- _Prompt_
Lines holding the string "example": copy each one from the listing below.
START Materials provided
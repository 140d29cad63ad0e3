//! Overlay ellipse sampling
//!
//! The display collaborator draws the fitted beam as a closed polyline.
//! [`EllipseConvention::Legacy`] reproduces the parametric form existing
//! deployments draw:
//!
//! ```text
//! x(t) = cx + ra·cos(t)·cos(θ) − rb·sin(t)·sin(θ)
//! y(t) = cy + ra·cos(t)·sin(θ) − rb·sin(t)·cos(θ)
//! ```
//!
//! which mirrors the minor term in y relative to a true rotation.
//! [`EllipseConvention::Rotation`] applies the standard rotation matrix
//! instead (`+ rb·sin(t)·cos(θ)` in y). Both trace the same curve when θ is
//! a multiple of 90°.

use std::f64::consts::PI;

pub use beam_types::{EllipseConvention, DEFAULT_NUM_POINTS};
use beam_types::BeamEstimate;

/// Sample an ellipse at `num_points` evenly spaced angles over [0, 2π].
///
/// Both endpoints are included so the curve closes on itself. `width` and
/// `height` are full lengths; `angle_degrees` rotates the width axis away
/// from +x.
pub fn render_ellipse(
    centroid: (f64, f64),
    width: f64,
    height: f64,
    angle_degrees: f64,
    num_points: usize,
    convention: EllipseConvention,
) -> Vec<(f64, f64)> {
    let (cx, cy) = centroid;
    let theta = angle_degrees.to_radians();
    let (sin_theta, cos_theta) = theta.sin_cos();
    let r_a = width / 2.0;
    let r_b = height / 2.0;

    let step = if num_points > 1 {
        2.0 * PI / (num_points - 1) as f64
    } else {
        0.0
    };

    (0..num_points)
        .map(|i| {
            let (sin_t, cos_t) = (i as f64 * step).sin_cos();
            let x = cx + r_a * cos_t * cos_theta - r_b * sin_t * sin_theta;
            let y = match convention {
                EllipseConvention::Legacy => {
                    cy + r_a * cos_t * sin_theta - r_b * sin_t * cos_theta
                }
                EllipseConvention::Rotation => {
                    cy + r_a * cos_t * sin_theta + r_b * sin_t * cos_theta
                }
            };
            (x, y)
        })
        .collect()
}

/// Overlay curve for a beam estimate (minor axis as width, major as height).
pub fn render_estimate(
    estimate: &BeamEstimate,
    num_points: usize,
    convention: EllipseConvention,
) -> Vec<(f64, f64)> {
    render_ellipse(
        estimate.centroid(),
        estimate.overlay_width(),
        estimate.overlay_height(),
        estimate.rotation_degrees,
        num_points,
        convention,
    )
}
#[cfg(test)]
mod tests {
    use super::*;
    use crate::testing::{client_for, FakeBackend};
    use axum::http::StatusCode;
    use std::sync::Arc;
    use std::time::Duration;

    struct RecordingControl(Arc<Mutex<Vec<bool>>>);

    impl SelectionControl for RecordingControl {
        fn enable(&self) -> Result<(), String> {
            self.0.lock().unwrap().push(true);
            Ok(())
        }
        fn disable(&self) -> Result<(), String> {
            self.0.lock().unwrap().push(false);
            Ok(())
        }
    }

    fn page() -> Page {
        Page::parse(
            r#"<html><head><title>Orders</title></head><body>
                 <h1>Orders</h1>
                 <table><tr><th>Name</th><th>Age</th></tr><tr><td>Alice</td><td>30</td></tr></table>
               </body></html>"#,
            "https://shop.example.com/orders",
        )
    }

    async fn router(backend: &FakeBackend) -> Router {
        Router::new(client_for(backend, Some("tok"))).with_page(page())
    }

    #[tokio::test]
    async fn unknown_action_is_reported() {
        let backend = FakeBackend::start().await;
        let router = router(&backend).await;

        let reply = router.dispatch_value(json!({"action": "launchRockets"})).await;
        assert_eq!(reply, json!({"success": false, "error": "Unknown action"}));

        let reply = router.dispatch_value(json!({"no": "action"})).await;
        assert_eq!(reply["error"], "Unknown action");
    }

    #[tokio::test]
    async fn malformed_known_action_is_not_unknown() {
        let backend = FakeBackend::start().await;
        let router = router(&backend).await;

        let reply = router.dispatch_value(json!({"action": "generateWorkflow"})).await;
        assert_eq!(reply["success"], false);
        assert!(reply["error"]
            .as_str()
            .unwrap()
            .starts_with("Invalid generateWorkflow request"));
    }

    #[tokio::test]
    async fn ping_and_extract_content() {
        let backend = FakeBackend::start().await;
        let router = router(&backend).await;

        let reply = router.dispatch_value(json!({"action": "ping"})).await;
        assert_eq!(reply, json!({"success": true, "status": "ready"}));

        let reply = router
            .dispatch_value(json!({"action": "extractContent", "options": {"includeDocument": false}}))
            .await;
        assert_eq!(reply["success"], true);
        assert_eq!(reply["hasContent"]["tables"], true);
        let text = reply["textContent"].as_str().unwrap();
        assert!(text.contains("Headers: Name | Age"));
        assert!(text.contains("Alice | 30"));
        assert!(!text.contains("=== DOCUMENT STRUCTURE ==="));
        assert_eq!(reply["extracted"]["metadata"]["title"], "Orders");
    }

    #[tokio::test]
    async fn extraction_without_page_fails_fast() {
        let backend = FakeBackend::start().await;
        let router = Router::new(client_for(&backend, Some("tok")));

        let reply = router.dispatch(Request::ExtractForms).await;
        assert!(!reply.success);
        assert_eq!(reply.error.as_deref(), Some(PAGE_NOT_REGISTERED));

        let reply = router.dispatch(Request::EnableSelectionMode).await;
        assert_eq!(reply.error.as_deref(), Some(SELECTION_NOT_REGISTERED));
    }

    #[tokio::test]
    async fn selection_control_and_selection_passthrough() {
        let backend = FakeBackend::start().await;
        let calls = Arc::new(Mutex::new(Vec::new()));
        let router = router(&backend)
            .await
            .with_selection_control(RecordingControl(calls.clone()));

        assert!(router.dispatch(Request::EnableSelectionMode).await.success);
        assert!(router.dispatch(Request::DisableSelectionMode).await.success);
        assert_eq!(*calls.lock().unwrap(), vec![true, false]);

        router.set_selection("  chosen words ").unwrap();
        let reply = router.dispatch(Request::GetSelection).await.to_value();
        assert_eq!(reply["selection"], "chosen words");
    }

    #[tokio::test]
    async fn generation_persists_pending_workflow_and_content() {
        let backend = FakeBackend::start().await;
        backend.respond(
            "/ai/convert",
            StatusCode::OK,
            json!({"success": true, "workflow": {"title": "Refund", "description": "", "steps": []}}),
        );
        let router = router(&backend).await;

        let reply = router
            .dispatch(Request::GenerateFromSelection {
                content: "refund steps".into(),
            })
            .await
            .to_value();
        assert_eq!(reply["success"], true);
        assert_eq!(reply["workflow"]["title"], "Refund");

        let store = router.store();
        assert_eq!(store.pending_workflow().unwrap().unwrap().title, "Refund");
        assert_eq!(store.pending_content().unwrap().as_deref(), Some("refund steps"));
    }

    #[tokio::test]
    async fn duplicate_generation_is_rejected() {
        let backend = FakeBackend::start().await;
        backend.respond(
            "/ai/convert",
            StatusCode::OK,
            json!({"success": true, "workflow": {"title": "Slow"}}),
        );
        backend.delay(Duration::from_millis(200));
        let router = router(&backend).await;

        let first = router.dispatch(Request::GenerateWorkflow {
            content: "one".into(),
        });
        let second = router.dispatch(Request::GenerateWorkflow {
            content: "two".into(),
        });
        let (first, second) = tokio::join!(first, second);

        assert!(first.success);
        assert_eq!(second.error.as_deref(), Some(GENERATION_IN_FLIGHT));
        assert_eq!(backend.hits(), 1);

        // The flag is released once the first call completes
        let third = router
            .dispatch(Request::GenerateWorkflow {
                content: "three".into(),
            })
            .await;
        assert!(third.success);
    }

    #[tokio::test]
    async fn generation_failure_is_surfaced() {
        let backend = FakeBackend::start().await;
        backend.respond(
            "/ai/convert",
            StatusCode::OK,
            json!({"success": false, "error": "model unavailable"}),
        );
        let router = router(&backend).await;

        let reply = router
            .dispatch(Request::GenerateWorkflow {
                content: "text".into(),
            })
            .await;
        assert_eq!(
            reply.error.as_deref(),
            Some("AI generation failed: model unavailable")
        );
        assert!(router.store().pending_workflow().unwrap().is_none());
    }

    #[tokio::test]
    async fn save_clears_pending_workflow() {
        let backend = FakeBackend::start().await;
        backend.respond(
            "/ai/save-workflow",
            StatusCode::OK,
            json!({"success": true, "workflow_id": "w1", "steps_created": 1}),
        );
        let router = router(&backend).await;
        let workflow = GeneratedWorkflow {
            title: "Pending".into(),
            description: String::new(),
            steps: vec![],
        };
        router.store().set_pending_workflow(&workflow).unwrap();

        let reply = router
            .dispatch_value(json!({"action": "saveWorkflow", "workflow": workflow}))
            .await;
        assert_eq!(
            reply,
            json!({"success": true, "workflow_id": "w1", "steps_created": 1})
        );
        assert!(router.store().pending_workflow().unwrap().is_none());
    }

    #[tokio::test]
    async fn verify_auth_reports_expired_session() {
        let backend = FakeBackend::start().await;
        backend.respond("/users/me", StatusCode::UNAUTHORIZED, json!({}));
        let router = router(&backend).await;

        let reply = router.dispatch(Request::VerifyAuth).await;
        assert_eq!(
            reply.error.as_deref(),
            Some("Session expired. Please login again.")
        );
        assert!(!router.store().is_authenticated().unwrap());
    }

    #[tokio::test]
    async fn set_config_and_cancellation_ack() {
        let backend = FakeBackend::start().await;
        let router = router(&backend).await;

        let reply = router
            .dispatch_value(json!({"action": "setConfig", "apiBaseUrl": "http://10.0.0.2/api/v1"}))
            .await;
        assert_eq!(reply, json!({"success": true}));
        assert_eq!(
            router.store().settings().unwrap().api_base_url.as_deref(),
            Some("http://10.0.0.2/api/v1")
        );

        let reply = router
            .dispatch_value(json!({"action": "selectionModeCancelled"}))
            .await;
        assert_eq!(reply, json!({"success": true}));
    }

    #[tokio::test]
    async fn set_config_without_url_keeps_override() {
        let backend = FakeBackend::start().await;
        let router = router(&backend).await;

        router
            .dispatch_value(json!({"action": "setConfig", "apiBaseUrl": "http://10.0.0.2/api/v1"}))
            .await;
        let reply = router.dispatch_value(json!({"action": "setConfig"})).await;
        assert_eq!(reply, json!({"success": true}));
        let reply = router
            .dispatch_value(json!({"action": "setConfig", "apiBaseUrl": ""}))
            .await;
        assert_eq!(reply, json!({"success": true}));

        assert_eq!(
            router.store().settings().unwrap().api_base_url.as_deref(),
            Some("http://10.0.0.2/api/v1")
        );
    }

    #[tokio::test]
    async fn extraction_methods_reach_the_registered_page() {
        let backend = FakeBackend::start().await;
        let router = router(&backend).await;

        let reply = router.dispatch(Request::ExtractTables).await.to_value();
        assert_eq!(reply["tables"][0]["headers"], json!(["Name", "Age"]));
        let reply = router.dispatch(Request::GetMetadata).await.to_value();
        assert_eq!(reply["metadata"]["url"], "https://shop.example.com/orders");
    }

    #[tokio::test]
    async fn thin_page_is_refused_without_backend_call() {
        let backend = FakeBackend::start().await;
        let page = Page::parse("<html><body></body></html>", "https://a.io/");
        let router = Router::new(client_for(&backend, Some("tok"))).with_page(page);

        let reply = router.generate_from_page(&TextOptions::default()).await;
        assert!(!reply.success);
        assert_eq!(reply.error.as_deref(), Some(NOT_ENOUGH_CONTENT));
        assert_eq!(backend.hits(), 0);
        assert_eq!(router.store().pending_content().unwrap(), None);
    }

    #[tokio::test]
    async fn substantial_page_goes_to_conversion() {
        let backend = FakeBackend::start().await;
        backend.respond(
            "/ai/convert",
            StatusCode::OK,
            json!({"success": true, "workflow": {"title": "Orders", "description": "", "steps": []}}),
        );
        let router = router(&backend).await;

        let reply = router.generate_from_page(&TextOptions::default()).await;
        assert!(reply.success, "{:?}", reply.error);
        assert_eq!(backend.hits(), 1);

        let request = backend.last_request().unwrap();
        assert_eq!(request.path, "/ai/convert");
        let sent = request.body["raw_text"].as_str().unwrap().to_string();
        assert!(sent.chars().count() >= MIN_CONTENT_CHARS);
        assert!(sent.contains("Alice"));
        assert_eq!(router.store().pending_content().unwrap(), Some(sent));
    }
}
END Materials provided
- _Exercise result_
            "https://shop.example.com/orders",
        assert_eq!(reply["metadata"]["url"], "https://shop.example.com/orders");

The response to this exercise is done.